NYC restaurants coming up with creative offerings to stay in business during holidays

New York City restaurateurs are concocting novel ways to drum up business during the holidays, even as a looming COVID-19 lockdown threatens to shutter their venues citywide for the second time this year.

The Tao Group — which was forced to close many of its high-profile hangouts this spring because of the pandemic — is now offering “virtual holiday parties” after Mayor de Blasio warned last week that another lockdown is likely to slam restaurants “within the next week or two.”

That means live, private cooking classes online not only for easy, no-fuss dishes like Tao’s lobster guacamole but also more complicated creations like chicken parmigiana and homemade pasta. There’s even a fortune-cookie baking class, said TAO Group partner Paul Goldstein, who oversees the virtual program.

“One family asked for a virtual cooking class to learn how to make a full Chinese meal, with a Q&A from the chef,” Goldstein said.

Yes, the tab was luxury-priced, at $5,500. Nevertheless, “the more people invited, the less the cost, as the cost of a virtual chef is the same for a family of five or 100 people,” Goldstein says.

Other venues are banking on their outdoor dining areas, devising fresh ways to make them enticing as temperatures in the city become increasingly frigid. At Ten Hope in Williamsburg, owner Bill Zafiros partnered with Greg’s Trees owner Greg Walsh to transform his outdoor eating garden into a festive holiday space.

“The trees on site will be for decoration only, but diners can click on a QR code and have them delivered straight to their homes already decorated,” Zafiros said. Knickknacks and popular holiday menu items like homemade brittle will also be for sale, he adds.

Stratis Morfogen, owner of the Brooklyn Dumpling Shop and Brooklyn Chop House, has meanwhile created a new line of frozen signature dumplings — filled with New York classics like pastrami — that can be ordered on the restaurants’ Web site and shipped overnight in dry ice. The full line will be available at Walmart nationwide in February, he said.

“We need to keep our revenue options open if the mayor pulls the plug on indoor dining,” Morfogen told Side Dish. “Everybody has to pivot and do what they have to do.”

Indeed, Morfogen’s new line of home products also includes lychee flavored frozen rose wine pouches ($139.95 for a 10-pack) and even dolls that he designed and produced himself with names like Joey and Bella D from Brooklyn.

“Let’s just say I had a lot of time on my hands during quarantine,” Morfogen quipped.

The last-ditch efforts come as nearly 90 percent of all restaurateurs can’t pay their rent, according to a recent survey by the New York Hospitality Alliance. A second lockdown looms even as restaurants have grappled with a 25-percent capacity limit on indoor seating, confusing regulations on outdoor heating and a 10 p.m. dining curfew.

On Friday, Danny Meyer — the first prominent restaurateur to shut down in March — announced that he is closing indoor and outdoor dining at Union Square Cafe, Gramercy Tavern and Blue Smoke at Battery Park City ahead of a state-mandated shutdown.
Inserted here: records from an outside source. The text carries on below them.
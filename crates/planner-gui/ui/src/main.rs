mod app;
mod components;

fn main() {
  console_error_panic_hook::set_once();
  wasm_tracing::set_as_global_default();

  tracing::info!(
    "starting month planner frontend"
  );

  let Some(mount) = web_sys::window()
    .and_then(|window| {
      window.document()
    })
    .and_then(|document| {
      document.get_element_by_id("app")
    })
  else {
    tracing::error!(
      "missing #app mount element"
    );
    return;
  };

  yew::Renderer::<app::App>::with_root(
    mount
  )
  .render();
}
use chrono::NaiveDate;
use planner_core::interaction::Grip;
use planner_core::layout::ChipSegment;
use planner_core::task::TaskId;
use web_sys::MouseEvent;
use yew::{
  Callback,
  Html,
  Properties,
  classes,
  function_component,
  html
};

#[derive(Properties, PartialEq)]
pub struct TaskChipProps {
  pub chip:    ChipSegment,
  pub date:    NaiveDate,
  pub on_down:
    Callback<(TaskId, Grip, NaiveDate)>,
  pub on_open: Callback<TaskId>,
  pub on_play: Callback<String>
}

/// Inline style: category color, with
/// rounded corners only where the task
/// begins or ends.
fn chip_style(
  chip: &ChipSegment
) -> String {
  let left = if chip.is_start {
    "6px"
  } else {
    "0"
  };
  let right = if chip.is_end {
    "6px"
  } else {
    "0"
  };
  format!(
    "background:{};border-radius:{left} {right} {right} {left}",
    chip.color
  )
}

/// Every segment of a task with a video
/// carries its own play button.
fn play_target(
  chip: &ChipSegment
) -> Option<&str> {
  chip.video_url.as_deref()
}

#[function_component(TaskChip)]
pub fn task_chip(
  props: &TaskChipProps
) -> Html {
  let grip_down = |grip: Grip| {
    let on_down = props.on_down.clone();
    let id = props.chip.task_id.clone();
    let date = props.date;
    Callback::from(
      move |event: MouseEvent| {
        if event.button() != 0 {
          return;
        }
        event.stop_propagation();
        event.prevent_default();
        on_down.emit((
          id.clone(),
          grip,
          date
        ));
      }
    )
  };

  let on_name_click = {
    let on_open = props.on_open.clone();
    let id = props.chip.task_id.clone();
    Callback::from(
      move |event: MouseEvent| {
        event.stop_propagation();
        on_open.emit(id.clone());
      }
    )
  };

  let play_button = match play_target(
    &props.chip
  ) {
    | Some(url) => {
      let on_play = props.on_play.clone();
      let url = url.to_string();
      let onclick = Callback::from(
        move |event: MouseEvent| {
          event.stop_propagation();
          on_play.emit(url.clone());
        }
      );
      let onmousedown = Callback::from(
        |event: MouseEvent| {
          event.stop_propagation()
        }
      );
      html! {
          <button class="chip-play" title="Play video" {onclick} {onmousedown}>{ "\u{25b6}" }</button>
      }
    }
    | _ => html! {}
  };

  html! {
      <div
          class={classes!(
              "chip",
              props.chip.is_start.then_some("chip-start"),
              props.chip.is_end.then_some("chip-end")
          )}
          style={chip_style(&props.chip)}
          title={props.chip.tooltip.clone()}
          onmousedown={grip_down(Grip::Body)}
      >
          {
              if props.chip.is_start {
                  html! { <span class="handle handle-start" onmousedown={grip_down(Grip::StartHandle)}></span> }
              } else {
                  html! {}
              }
          }
          <span class="chip-name" onclick={on_name_click}>{ &props.chip.name }</span>
          { play_button }
          {
              if props.chip.is_end {
                  html! { <span class="handle handle-end" onmousedown={grip_down(Grip::EndHandle)}></span> }
              } else {
                  html! {}
              }
          }
      </div>
  }
}

#[cfg(test)]
mod tests {
  use planner_core::task::Category;

  use super::*;

  fn chip(
    is_start: bool,
    is_end: bool
  ) -> ChipSegment {
    video_chip(is_start, is_end, None)
  }

  fn video_chip(
    is_start: bool,
    is_end: bool,
    video_url: Option<&str>
  ) -> ChipSegment {
    ChipSegment {
      task_id: TaskId::from("t"),
      name: "Demo".to_string(),
      category: Category::Review,
      color: Category::Review.color(),
      is_start,
      is_end,
      video_url: video_url
        .map(str::to_string),
      tooltip: String::new()
    }
  }

  #[test]
  fn corners_round_only_at_task_edges() {
    assert_eq!(
      chip_style(&chip(true, false)),
      "background:#f472b6;border-radius:6px 0 0 6px"
    );
    assert_eq!(
      chip_style(&chip(false, true)),
      "background:#f472b6;border-radius:0 6px 6px 0"
    );
    assert_eq!(
      chip_style(&chip(false, false)),
      "background:#f472b6;border-radius:0 0 0 0"
    );
  }

  #[test]
  fn middle_segments_keep_the_play_button() {
    let url = "https://youtu.be/abc";
    for (is_start, is_end) in [
      (true, false),
      (false, false),
      (false, true)
    ] {
      let segment =
        video_chip(is_start, is_end, Some(url));
      assert_eq!(
        play_target(&segment),
        Some(url)
      );
    }
    assert_eq!(
      play_target(&chip(true, true)),
      None
    );
  }
}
In the meantime, Tao is scrambling to stay upbeat, offering a New Year’s Eve virtual party that promises a taste of the revelry guests remember at its nightclubs that remain shut down.

A private Webcast kicks off with cookie decorating and charcuterie plate design in the early evening. That’s followed by cocktail making with a mixologist at 9 p.m. and a comedian at 10 p.m. before a champagne toast and a DJ.

Virtual programming “won’t keep the lights on” forever, Tao Group co-founder Noah Tepperburg said. But while the chain continues to weather the coronavirus, “it will keep between five to 10 people at each restaurant employed.”